Vaciló; después dijo con su ligereza característica:
—¿Y qué tengo yo que ver con nadie?
—Bueno, no conozco a nadie que usted odie.
—Eso demuestra —replicó— lo buena que será esa razón, aunque yo todavía no sepa cuál es.
La supo al cabo de un tiempo, pero nunca he visto que una razón sirviera de tan poco consuelo. Como la historia del odio de Alice Dundene, mi anécdota se convierte en algo maravilloso. Mientras tanto, en cualquier caso, la señora Cavenham volvió a posar para mí regularmente y mostró tanta curiosidad como yo esperaba por la persona que había visto en la ocasión anterior.
—¿Así que, por decirlo de alguna manera, no es una señora? —preguntó después de que yo, por motivos personales, respondiera con algunas evasivas—. Porque si no es una «profesional», ¿qué es?
—Bueno —contesté mientras trabajaba—, no puedo clasificarla más que como una de las más hermosas y bondadosas de las mujeres.
—Ya veo su belleza —dijo la señora Cavenham—. Es inmensa… ¿y esto quiere decir que su bondad está a su altura?
Tuve que pensar un poco.
—En conjunto, sí.
—Entonces, ya lo entiendo. Eso supone una cantidad mayor de la que estará nunca a mi alcance.
—Oh, lo importante es estar seguro de que se tiene suficiente —gruñí.
Pero ella se lo tomó a risa.
—Desde luego, todo está bien en su justa medida.
Después de esto —no recuerdo cuánto tiempo, tal vez unos meses—, Frank Brivet, al que no veía desde hacía dos años, llamó de nuevo a mi puerta. No le puse reparos porque tuviera otro trabajo, como hice con la señora Cavenham, pero hasta que no hubo entrado y salido varias veces, no lo vio Alice —que es como la llama la mayoría de la gente—, la cual quedó impresionada de ese modo extraordinario que tantas ventajas tendría para él.
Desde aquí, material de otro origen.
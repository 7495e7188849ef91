//! Session repository implementation.

use async_trait::async_trait;
use chrono::{DateTime, Utc};
use sqlx::PgPool;

use academy_core::error::{AppError, ErrorKind};
use academy_core::result::AppResult;
use academy_core::types::SessionId;
use academy_entity::session::{NewSession, Session, SessionStatus};

use crate::traits::SessionRepository;

/// PostgreSQL session repository.
#[derive(Debug, Clone)]
pub struct PgSessionRepository {
    pool: PgPool,
}

impl PgSessionRepository {
    /// Create a new session repository.
    pub fn new(pool: PgPool) -> Self {
        Self { pool }
    }
}

#[async_trait]
impl SessionRepository for PgSessionRepository {
    async fn find_by_id(&self, id: SessionId) -> AppResult<Option<Session>> {
        sqlx::query_as::<_, Session>("SELECT * FROM sessions WHERE id = $1")
            .bind(id)
            .fetch_optional(&self.pool)
            .await
            .map_err(|e| AppError::with_source(ErrorKind::Database, "Failed to find session", e))
    }

    async fn create_if_absent(&self, session: NewSession) -> AppResult<bool> {
        let result = sqlx::query(
            "INSERT INTO sessions \
             (academy_id, kind, subscription_id, template_id, scheduled_at, duration_minutes) \
             VALUES ($1, $2, $3, $4, $5, $6) \
             ON CONFLICT (template_id, scheduled_at) DO NOTHING",
        )
        .bind(session.academy_id)
        .bind(session.kind)
        .bind(session.subscription_id)
        .bind(session.template_id)
        .bind(session.scheduled_at)
        .bind(session.duration_minutes)
        .execute(&self.pool)
        .await
        .map_err(|e| AppError::with_source(ErrorKind::Database, "Failed to create session", e))?;

        Ok(result.rows_affected() == 1)
    }

    async fn find_starting_between(
        &self,
        after: DateTime<Utc>,
        until: DateTime<Utc>,
        statuses: &[SessionStatus],
    ) -> AppResult<Vec<Session>> {
        sqlx::query_as::<_, Session>(
            "SELECT * FROM sessions \
             WHERE scheduled_at > $1 AND scheduled_at <= $2 AND status = ANY($3) \
             ORDER BY scheduled_at, id",
        )
        .bind(after)
        .bind(until)
        .bind(statuses.to_vec())
        .fetch_all(&self.pool)
        .await
        .map_err(|e| {
            AppError::with_source(ErrorKind::Database, "Failed to query upcoming sessions", e)
        })
    }

    async fn mark_ready(
        &self,
        id: SessionId,
        expected: SessionStatus,
        room: &str,
        at: DateTime<Utc>,
    ) -> AppResult<bool> {
        let result = sqlx::query(
            "UPDATE sessions SET status = 'ready', meeting_room = $3, prepared_at = $4, \
             updated_at = $4 WHERE id = $1 AND status = $2",
        )
        .bind(id)
        .bind(expected)
        .bind(room)
        .bind(at)
        .execute(&self.pool)
        .await
        .map_err(|e| {
            AppError::with_source(ErrorKind::Database, "Failed to mark session ready", e)
        })?;

        Ok(result.rows_affected() == 1)
    }
}
//! Domain events emitted by lifecycle sweeps.
//!
//! Events are handed to an [`EventPublisher`](crate::traits::EventPublisher)
//! after the state change they describe has been persisted.

pub mod session;
pub mod subscription;
pub mod system;

use chrono::{DateTime, Utc};
use serde::{Deserialize, Serialize};
use uuid::Uuid;

pub use session::SessionEvent;
pub use subscription::SubscriptionEvent;
pub use system::SystemEvent;

/// Wrapper for all domain events with metadata.
#[derive(Debug, Clone, Serialize, Deserialize)]
pub struct DomainEvent {
    /// Unique event ID.
    pub id: Uuid,
    /// When the event occurred.
    pub timestamp: DateTime<Utc>,
    /// The event payload.
    pub payload: EventPayload,
}

/// Union of all domain event types.
#[derive(Debug, Clone, Serialize, Deserialize)]
#[serde(tag = "domain", content = "event")]
pub enum EventPayload {
    /// A subscription-related event.
    Subscription(SubscriptionEvent),
    /// A session-related event.
    Session(SessionEvent),
    /// A system-level event.
    System(SystemEvent),
}

impl EventPayload {
    /// Short name used as the event type column in the outbox.
    pub fn event_type(&self) -> &'static str {
        match self {
            Self::Subscription(e) => e.name(),
            Self::Session(e) => e.name(),
            Self::System(e) => e.name(),
        }
    }
}

impl DomainEvent {
    /// Create a new domain event stamped with the sweep's reference time.
    pub fn at(timestamp: DateTime<Utc>, payload: EventPayload) -> Self {
        Self {
            id: Uuid::new_v4(),
            timestamp,
            payload,
        }
    }
}

impl From<SubscriptionEvent> for EventPayload {
    fn from(event: SubscriptionEvent) -> Self {
        Self::Subscription(event)
    }
}

impl From<SessionEvent> for EventPayload {
    fn from(event: SessionEvent) -> Self {
        Self::Session(event)
    }
}

impl From<SystemEvent> for EventPayload {
    fn from(event: SystemEvent) -> Self {
        Self::System(event)
    }
}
Ese día ella se vio obligada a marcharse antes que él, que se quedó unos pocos minutos más; y no fue hasta la siguiente ocasión en que estuvimos juntos y solos cuando me sorprendió el repentino interés de Alice, que se convirtió en auténtica presión. Para empezar, yo la había recibido con talante expansivo.
—¿Americano? Pero ¿qué clase de americano? ¿No lo sabe? Hay tantas…
Contesté sin ánimo de ofender pero, en cuestión de hombres, y aunque ella los conoce bien, siempre simplifico.
—De la que interesa. Es rico.
—¿Cómo?
—Pues como un americano: asquerosamente rico.
En esa ocasión le conté más cosas de él, pero recuerdo que sobre este particular, al cabo de un breve silencio, dijo con un suspiro:
—Bueno, lo siento. Me habría gustado quererlo por sí mismo.